Rural Voice April 9, 2019
Another month has come and gone and the key trade deal between China and the US is still yet to be completed. It seems the markets are settling into a tired and weary trade, moving away from inconsistent headline news, which at times appears to be optimistic, then disappointing. Recently President Trump announced that a China trade deal may be completed in 4 weeks. Needless to say the market response was muted and cautionary. It appears that market players will no longer trade “deal” rumours. They will wait until trade progress is a fact before getting too committed to the idea that exports to China will be resuming.
Even if a trade deal is completed, it is possible that China may have limited interest in purchasing large volumes of US beans anyway.
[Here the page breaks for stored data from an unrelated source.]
//! Tradepost API - classifieds marketplace backend.
//!
//! # Architecture
//!
//! - Axum web framework serving a JSON API
//! - `PostgreSQL` via sqlx for users and listings
//! - Signed bearer tokens (HMAC-SHA256) for authentication
//! - External object store for listing images
//! - Optional embedding service for natural-language search
//!
//! On startup the process loads configuration, connects to the database, and
//! idempotently ensures the configured super-admin account exists before
//! accepting traffic.

#![cfg_attr(not(test), forbid(unsafe_code))]

use axum::extract::State;
use axum::http::StatusCode;
use axum::{Router, routing::get};
use sentry::integrations::tracing as sentry_tracing;
use tower_http::cors::CorsLayer;
use tower_http::trace::TraceLayer;
use tracing_subscriber::{layer::SubscriberExt, util::SubscriberInitExt};

use tradepost_api::config::TradepostConfig;
use tradepost_api::state::AppState;
use tradepost_api::{bootstrap, db, routes};

/// Initialize Sentry error tracking and return guard that must be kept alive.
fn init_sentry(config: &TradepostConfig) -> Option<sentry::ClientInitGuard> {
    let dsn = config.sentry_dsn.as_ref()?;

    let guard = sentry::init((
        dsn.as_str(),
        sentry::ClientOptions {
            release: sentry::release_name!(),
            attach_stacktrace: true,
            ..Default::default()
        },
    ));

    tracing::info!("Sentry initialized");
    Some(guard)
}

/// Filter tracing events to Sentry event types.
fn sentry_event_filter(metadata: &tracing::Metadata<'_>) -> sentry_tracing::EventFilter {
    match *metadata.level() {
        tracing::Level::ERROR | tracing::Level::WARN => sentry_tracing::EventFilter::Event,
        tracing::Level::INFO | tracing::Level::DEBUG => sentry_tracing::EventFilter::Breadcrumb,
        _ => sentry_tracing::EventFilter::Ignore,
    }
}

#[tokio::main]
async fn main() {
    // Load configuration from environment (needed for Sentry init)
    let config = TradepostConfig::from_env().expect("Failed to load configuration");

    // Initialize Sentry (must be done before tracing subscriber)
    let _sentry_guard = init_sentry(&config);

    // Initialize tracing with EnvFilter and Sentry integration
    // Defaults to info level for our crate if RUST_LOG is not set
    let env_filter = tracing_subscriber::EnvFilter::try_from_default_env()
        .unwrap_or_else(|_| "tradepost_api=info,tower_http=debug".into());

    tracing_subscriber::registry()
        .with(env_filter)
        .with(tracing_subscriber::fmt::layer())
        .with(sentry_tracing::layer().event_filter(sentry_event_filter))
        .init();

    // Initialize database connection pool
    let pool = db::create_pool(&config.database_url)
        .await
        .expect("Failed to create database pool");
    tracing::info!("Database pool created");

    // NOTE: Migrations are NOT run automatically on startup.
    // Run them explicitly via: cargo run -p tradepost-cli -- migrate

    // One-shot bootstrap: the configured super-admin account must exist
    bootstrap::ensure_super_admin(&pool, &config.super_admin_email, &config.super_admin_password)
        .await
        .expect("Failed to ensure super admin account");

    // Build application state
    let state = AppState::new(config.clone(), pool)
        .expect("Failed to initialize application state");

    // Build router
    let app = Router::new()
        .route("/health", get(health))
        .route("/health/ready", get(readiness))
        .merge(routes::routes())
        .layer(TraceLayer::new_for_http())
        .layer(CorsLayer::permissive())
        .with_state(state)
        // Sentry layers (outermost for full request coverage)
        .layer(sentry_tower::NewSentryLayer::new_from_top())
        .layer(sentry_tower::SentryHttpLayer::new().enable_transaction());

    // Start server
    let addr = config.socket_addr();
    tracing::info!("tradepost-api listening on {}", addr);

    let listener = tokio::net::TcpListener::bind(addr)
        .await
        .expect("Failed to bind to address");

    axum::serve(listener, app)
        .with_graceful_shutdown(shutdown_signal())
        .await
        .expect("Server error");
}

/// Liveness health check endpoint.
///
/// Returns "ok" if the server is running. Does not check dependencies.
async fn health() -> &'static str {
    "ok"
}

/// Readiness health check endpoint.
///
/// Verifies database connectivity before returning OK.
/// Returns 503 Service Unavailable if the database is not reachable.
async fn readiness(State(state): State<AppState>) -> StatusCode {
    match sqlx::query("SELECT 1").fetch_one(state.pool()).await {
        Ok(_) => StatusCode::OK,
        Err(_) => StatusCode::SERVICE_UNAVAILABLE,
    }
}

/// Wait for shutdown signal (Ctrl+C or SIGTERM).
async fn shutdown_signal() {
    let ctrl_c = async {
        tokio::signal::ctrl_c()
            .await
            .expect("Failed to install Ctrl+C handler");
    };

    #[cfg(unix)]
    let terminate = async {
        tokio::signal::unix::signal(tokio::signal::unix::SignalKind::terminate())
            .expect("Failed to install signal handler")
            .recv()
            .await;
    };

    #[cfg(not(unix))]
    let terminate = std::future::pending::<()>();

    tokio::select! {
        () = ctrl_c => {},
        () = terminate => {},
    }

    tracing::info!("Shutdown signal received, starting graceful shutdown");
}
South American beans are priced very competitively to China, trading at prices much lower than current US offers. Argentine production is up dramatically year over year, with local yields strong, similar to Brazil. These strong yields increase South American production by 30 million tons over last year. Therefore when China comes to the market they’ve got no shortage of offers. Export competition is only part of the story about Chinese usage. African swine flu continues to lower the Chinese hog inventory, with current estimates suggesting that the Chinese herd is down potentially 20%, even as the outbreak continues to spread. With faltering pork production, Chinese demand for feed ingredients and therefore by extension soybeans, may also decline, further limiting their soybean purchases. When considered as a whole, there are many factors that are weighing negatively on soybean prices. On a positive note, the most recent USDA report showed US soybean planted acres falling this spring.
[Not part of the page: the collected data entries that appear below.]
//! Seller route handlers: own listings and favorites.

use axum::Json;
use axum::extract::{Path, Query, State};
use axum::response::IntoResponse;

use tradepost_core::{ItemId, Pagination, Role};

use crate::authz::require_any_role;
use crate::db::{ItemFilter, ItemRepository, QueryScope, UserRepository};
use crate::error::{AppError, Result};
use crate::middleware::RequireAuth;
use crate::models::ItemPayload;
use crate::response::ApiResponse;
use crate::routes::items::PageQuery;
use crate::state::AppState;

/// The caller's own listings, any status, newest first.
pub async fn my_items(
    State(state): State<AppState>,
    RequireAuth(user): RequireAuth,
    Query(query): Query<PageQuery>,
) -> Result<impl IntoResponse> {
    require_any_role(&user, &[Role::Seller])?;

    let page = query.page_params();
    let filter = ItemFilter::scoped(QueryScope::Seller(user.id));

    let (items, total) = ItemRepository::new(state.pool()).list(&filter, page).await?;

    let payloads: Vec<ItemPayload> = items.into_iter().map(ItemPayload::from).collect();

    Ok(Json(ApiResponse::paginated(
        "Your items fetched successfully",
        payloads,
        Pagination::new(page, total),
    )))
}

/// Resolve the caller's favorite references to listings.
pub async fn favorite_items(
    State(state): State<AppState>,
    RequireAuth(user): RequireAuth,
) -> Result<impl IntoResponse> {
    require_any_role(&user, &[Role::Seller])?;

    let account = UserRepository::new(state.pool())
        .get_by_id(user.id)
        .await?
        .ok_or_else(|| AppError::NotFound("User not found".to_owned()))?;

    let items = ItemRepository::new(state.pool())
        .get_many(&account.favorite_items)
        .await?;

    let payloads: Vec<ItemPayload> = items.into_iter().map(ItemPayload::from).collect();

    Ok(Json(ApiResponse::with_data(
        "Favorite items fetched successfully",
        payloads,
    )))
}

/// Add a listing to the caller's favorites (idempotent).
pub async fn add_favorite(
    State(state): State<AppState>,
    RequireAuth(user): RequireAuth,
    Path(item_id): Path<ItemId>,
) -> Result<impl IntoResponse> {
    require_any_role(&user, &[Role::Seller])?;

    // Favoriting a nonexistent listing is a caller error, not a silent no-op
    ItemRepository::new(state.pool())
        .get(item_id)
        .await?
        .ok_or_else(|| AppError::NotFound("Item not found".to_owned()))?;

    UserRepository::new(state.pool())
        .add_favorite(user.id, item_id)
        .await?;

    Ok(Json(ApiResponse::message("Item added to favorites")))
}

/// Remove a listing from the caller's favorites (no-op when absent).
pub async fn remove_favorite(
    State(state): State<AppState>,
    RequireAuth(user): RequireAuth,
    Path(item_id): Path<ItemId>,
) -> Result<impl IntoResponse> {
    require_any_role(&user, &[Role::Seller])?;

    UserRepository::new(state.pool())
        .remove_favorite(user.id, item_id)
        .await?;

    Ok(Json(ApiResponse::message("Item removed from favorites")))
}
The USDA released their prospective planting report on March 29th. This report provides the marketplace with an early estimation of the US farmers planting intensions for the upcoming growing season. Following up on the soybean discussion above, the report showed growers responding to market prices and the bearish bean outlook, with soy planting estimates substantially less this season. Year over year the US farmer was forecast to plant about 4.5 million less acres of beans. Conversely, US farmers were forecast to increase corn planting significantly, increasing acreage just shy of 4 million acres. Most notably in the corn planting intensions, were the states of North and South Dakota, both increasing acreage by 900,000 and 700,000 acres respectively. Interestingly, North Dakota is the state with the largest planted acreage of principle crops, with even larger planted acreage than the mighty agricultural state of Iowa. Its prospective planting acreage is about 24.5 million acres. North Dakota produces more than half of the US spring wheat and durum crops. It is forecast to plant about 4 million acres of corn, 6.5 million acres of beans and 6.7 million acres of spring wheat.
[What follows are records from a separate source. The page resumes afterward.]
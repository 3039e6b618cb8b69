//! User repository for database operations.
//!
//! Role and favorite mutations are single-statement atomic updates; there is
//! no load-mutate-save window for concurrent requests to race through.

use chrono::{DateTime, Utc};
use sqlx::PgPool;
use uuid::Uuid;

use tradepost_core::{Email, ItemId, PageParams, Role, RoleSet, UserId};

use super::RepositoryError;
use crate::models::{NewUser, User};

// =============================================================================
// Internal Row Types
// =============================================================================

const USER_COLUMNS: &str =
    "id, first_name, last_name, address, phone, email, roles, favorite_items, \
     created_at, updated_at";

/// Internal row type for `PostgreSQL` user queries.
#[derive(Debug, sqlx::FromRow)]
struct UserRow {
    id: Uuid,
    first_name: String,
    last_name: String,
    address: Option<String>,
    phone: String,
    email: String,
    roles: Vec<String>,
    favorite_items: Vec<Uuid>,
    created_at: DateTime<Utc>,
    updated_at: DateTime<Utc>,
}

impl TryFrom<UserRow> for User {
    type Error = RepositoryError;

    fn try_from(row: UserRow) -> Result<Self, Self::Error> {
        let email = Email::parse(&row.email).map_err(|e| {
            RepositoryError::DataCorruption(format!("invalid email in database: {e}"))
        })?;

        let roles = RoleSet::parse(&row.roles).map_err(|e| {
            RepositoryError::DataCorruption(format!("invalid role set in database: {e}"))
        })?;

        Ok(Self {
            id: UserId::new(row.id),
            first_name: row.first_name,
            last_name: row.last_name,
            address: row.address,
            phone: row.phone,
            email,
            roles,
            favorite_items: row.favorite_items.into_iter().map(ItemId::new).collect(),
            created_at: row.created_at,
            updated_at: row.updated_at,
        })
    }
}

// =============================================================================
// Repository
// =============================================================================

/// Repository for user database operations.
pub struct UserRepository<'a> {
    pool: &'a PgPool,
}

impl<'a> UserRepository<'a> {
    /// Create a new user repository.
    #[must_use]
    pub const fn new(pool: &'a PgPool) -> Self {
        Self { pool }
    }

    /// Create a new user with the given password hash.
    ///
    /// # Errors
    ///
    /// Returns `RepositoryError::Conflict` if the email already exists.
    /// Returns `RepositoryError::Database` for other database errors.
    pub async fn create(
        &self,
        new: &NewUser,
        password_hash: &str,
    ) -> Result<User, RepositoryError> {
        let sql = format!(
            "INSERT INTO marketplace.user \
             (first_name, last_name, address, phone, email, password_hash, roles) \
             VALUES ($1, $2, $3, $4, $5, $6, $7) \
             RETURNING {USER_COLUMNS}"
        );

        let row = sqlx::query_as::<_, UserRow>(&sql)
            .bind(&new.first_name)
            .bind(&new.last_name)
            .bind(&new.address)
            .bind(&new.phone)
            .bind(new.email.as_str())
            .bind(password_hash)
            .bind(new.roles.to_strings())
            .fetch_one(self.pool)
            .await
            .map_err(|e| {
                if let sqlx::Error::Database(ref db_err) = e
                    && db_err.is_unique_violation()
                {
                    return RepositoryError::Conflict("email already exists".to_owned());
                }
                RepositoryError::Database(e)
            })?;

        row.try_into()
    }

    /// Get a user by their ID.
    ///
    /// # Errors
    ///
    /// Returns `RepositoryError::Database` if the query fails.
    /// Returns `RepositoryError::DataCorruption` if the data is invalid.
    pub async fn get_by_id(&self, id: UserId) -> Result<Option<User>, RepositoryError> {
        let sql = format!("SELECT {USER_COLUMNS} FROM marketplace.user WHERE id = $1");

        let row = sqlx::query_as::<_, UserRow>(&sql)
            .bind(id)
            .fetch_optional(self.pool)
            .await?;

        row.map(TryInto::try_into).transpose()
    }

    /// Get a user by their email address.
    ///
    /// # Errors
    ///
    /// Returns `RepositoryError::Database` if the query fails.
    /// Returns `RepositoryError::DataCorruption` if the data is invalid.
    pub async fn get_by_email(&self, email: &Email) -> Result<Option<User>, RepositoryError> {
        let sql = format!("SELECT {USER_COLUMNS} FROM marketplace.user WHERE email = $1");

        let row = sqlx::query_as::<_, UserRow>(&sql)
            .bind(email.as_str())
            .fetch_optional(self.pool)
            .await?;

        row.map(TryInto::try_into).transpose()
    }

    /// Get a user together with their password hash, for login verification.
    ///
    /// Returns `None` if no account matches the email.
    ///
    /// # Errors
    ///
    /// Returns `RepositoryError::Database` if the query fails.
    pub async fn get_with_password(
        &self,
        email: &Email,
    ) -> Result<Option<(User, String)>, RepositoryError> {
        #[derive(sqlx::FromRow)]
        struct WithPassword {
            #[sqlx(flatten)]
            user: UserRow,
            password_hash: String,
        }

        let sql = format!(
            "SELECT {USER_COLUMNS}, password_hash FROM marketplace.user WHERE email = $1"
        );

        let row = sqlx::query_as::<_, WithPassword>(&sql)
            .bind(email.as_str())
            .fetch_optional(self.pool)
            .await?;

        match row {
            Some(r) => Ok(Some((r.user.try_into()?, r.password_hash))),
            None => Ok(None),
        }
    }

    /// List users newest-first with a total count (admin dump).
    ///
    /// # Errors
    ///
    /// Returns `RepositoryError::Database` if either query fails.
    pub async fn list(&self, page: PageParams) -> Result<(Vec<User>, u64), RepositoryError> {
        let sql = format!(
            "SELECT {USER_COLUMNS} FROM marketplace.user \
             ORDER BY created_at DESC LIMIT $1 OFFSET $2"
        );

        let rows = sqlx::query_as::<_, UserRow>(&sql)
            .bind(i64::from(page.limit))
            .bind(page.offset())
            .fetch_all(self.pool)
            .await?;

        let total: i64 = sqlx::query_scalar("SELECT COUNT(*) FROM marketplace.user")
            .fetch_one(self.pool)
            .await?;

        let users = rows
            .into_iter()
            .map(TryInto::try_into)
            .collect::<Result<Vec<_>, _>>()?;

        Ok((users, total.max(0).unsigned_abs()))
    }

    /// Grant a role to a user, atomically and idempotently.
    ///
    /// # Errors
    ///
    /// Returns `RepositoryError::NotFound` if the user doesn't exist.
    pub async fn grant_role(&self, id: UserId, role: Role) -> Result<User, RepositoryError> {
        let sql = format!(
            "UPDATE marketplace.user \
             SET roles = CASE WHEN roles @> ARRAY[$2::text] THEN roles \
                              ELSE array_append(roles, $2::text) END, \
                 updated_at = now() \
             WHERE id = $1 \
             RETURNING {USER_COLUMNS}"
        );

        let row = sqlx::query_as::<_, UserRow>(&sql)
            .bind(id)
            .bind(role.as_str())
            .fetch_optional(self.pool)
            .await?;

        row.ok_or(RepositoryError::NotFound)?.try_into()
    }

    /// Revoke a role from a user, atomically; a no-op if the role is absent.
    ///
    /// # Errors
    ///
    /// Returns `RepositoryError::NotFound` if the user doesn't exist, or
    /// `RepositoryError::Conflict` if removal would leave the user roleless.
    pub async fn revoke_role(&self, id: UserId, role: Role) -> Result<User, RepositoryError> {
        let sql = format!(
            "UPDATE marketplace.user \
             SET roles = array_remove(roles, $2::text), updated_at = now() \
             WHERE id = $1 AND cardinality(array_remove(roles, $2::text)) >= 1 \
             RETURNING {USER_COLUMNS}"
        );

        let row = sqlx::query_as::<_, UserRow>(&sql)
            .bind(id)
            .bind(role.as_str())
            .fetch_optional(self.pool)
            .await?;

        match row {
            Some(r) => r.try_into(),
            // The guard rejects both a missing user and an emptying removal;
            // a second lookup tells them apart.
            None => match self.get_by_id(id).await? {
                Some(_) => Err(RepositoryError::Conflict(
                    "user must retain at least one role".to_owned(),
                )),
                None => Err(RepositoryError::NotFound),
            },
        }
    }

    /// Add an item to a user's favorites, atomically and idempotently.
    ///
    /// # Errors
    ///
    /// Returns `RepositoryError::NotFound` if the user doesn't exist.
    pub async fn add_favorite(
        &self,
        id: UserId,
        item_id: ItemId,
    ) -> Result<User, RepositoryError> {
        let sql = format!(
            "UPDATE marketplace.user \
             SET favorite_items = CASE WHEN favorite_items @> ARRAY[$2::uuid] THEN favorite_items \
                                       ELSE array_append(favorite_items, $2::uuid) END, \
                 updated_at = now() \
             WHERE id = $1 \
             RETURNING {USER_COLUMNS}"
        );

        let row = sqlx::query_as::<_, UserRow>(&sql)
            .bind(id)
            .bind(item_id)
            .fetch_optional(self.pool)
            .await?;

        row.ok_or(RepositoryError::NotFound)?.try_into()
    }

    /// Remove an item from a user's favorites; a no-op if absent.
    ///
    /// # Errors
    ///
    /// Returns `RepositoryError::NotFound` if the user doesn't exist.
    pub async fn remove_favorite(
        &self,
        id: UserId,
        item_id: ItemId,
    ) -> Result<User, RepositoryError> {
        let sql = format!(
            "UPDATE marketplace.user \
             SET favorite_items = array_remove(favorite_items, $2::uuid), updated_at = now() \
             WHERE id = $1 \
             RETURNING {USER_COLUMNS}"
        );

        let row = sqlx::query_as::<_, UserRow>(&sql)
            .bind(id)
            .bind(item_id)
            .fetch_optional(self.pool)
            .await?;

        row.ok_or(RepositoryError::NotFound)?.try_into()
    }
}

#[cfg(test)]
#[allow(clippy::unwrap_used)]
mod tests {
    use super::*;

    fn sample_row() -> UserRow {
        UserRow {
            id: Uuid::new_v4(),
            first_name: "Amal".to_owned(),
            last_name: "Perera".to_owned(),
            address: None,
            phone: "0712345678".to_owned(),
            email: "amal@example.com".to_owned(),
            roles: vec!["SELLER".to_owned(), "ADMIN".to_owned()],
            favorite_items: vec![Uuid::new_v4()],
            created_at: Utc::now(),
            updated_at: Utc::now(),
        }
    }

    #[test]
    fn test_row_conversion() {
        let row = sample_row();
        let id = row.id;
        let user: User = row.try_into().unwrap();
        assert_eq!(user.id.as_uuid(), id);
        assert!(user.roles.contains(Role::Seller));
        assert!(user.roles.contains(Role::Admin));
        assert_eq!(user.favorite_items.len(), 1);
    }

    #[test]
    fn test_row_conversion_rejects_unknown_role() {
        let mut row = sample_row();
        row.roles = vec!["MODERATOR".to_owned()];
        assert!(matches!(
            User::try_from(row),
            Err(RepositoryError::DataCorruption(_))
        ));
    }

    #[test]
    fn test_row_conversion_rejects_empty_roles() {
        let mut row = sample_row();
        row.roles = Vec::new();
        assert!(matches!(
            User::try_from(row),
            Err(RepositoryError::DataCorruption(_))
        ));
    }
}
Parts of the US corn belt have been hit with devastating floods. These floods occurred after the USDA surveyed farmers for the planting intentions discussed above. Due to these floods there are thoughts circulating that corn plantings will fall and soy acres will increase. Regardless of how the mix might change for planted acres, the market seems indifferent today, as prices languish with little volatility. The bearish (negative) sentiment towards grain prices is just so significant that events (such as this flooding) that once would have caused markets to rally sharply are just not impactful to market speculators at this time. This is because: grain inventories are high, US exports face tough export competition, it’s early in the season and there is plenty of time for fields to dry and demand has been reduced. As mentioned Chinese demand is likely to continue to falter and US interior corn demand has been reduced as the flooding has idled 13% of the US ethanol capacity.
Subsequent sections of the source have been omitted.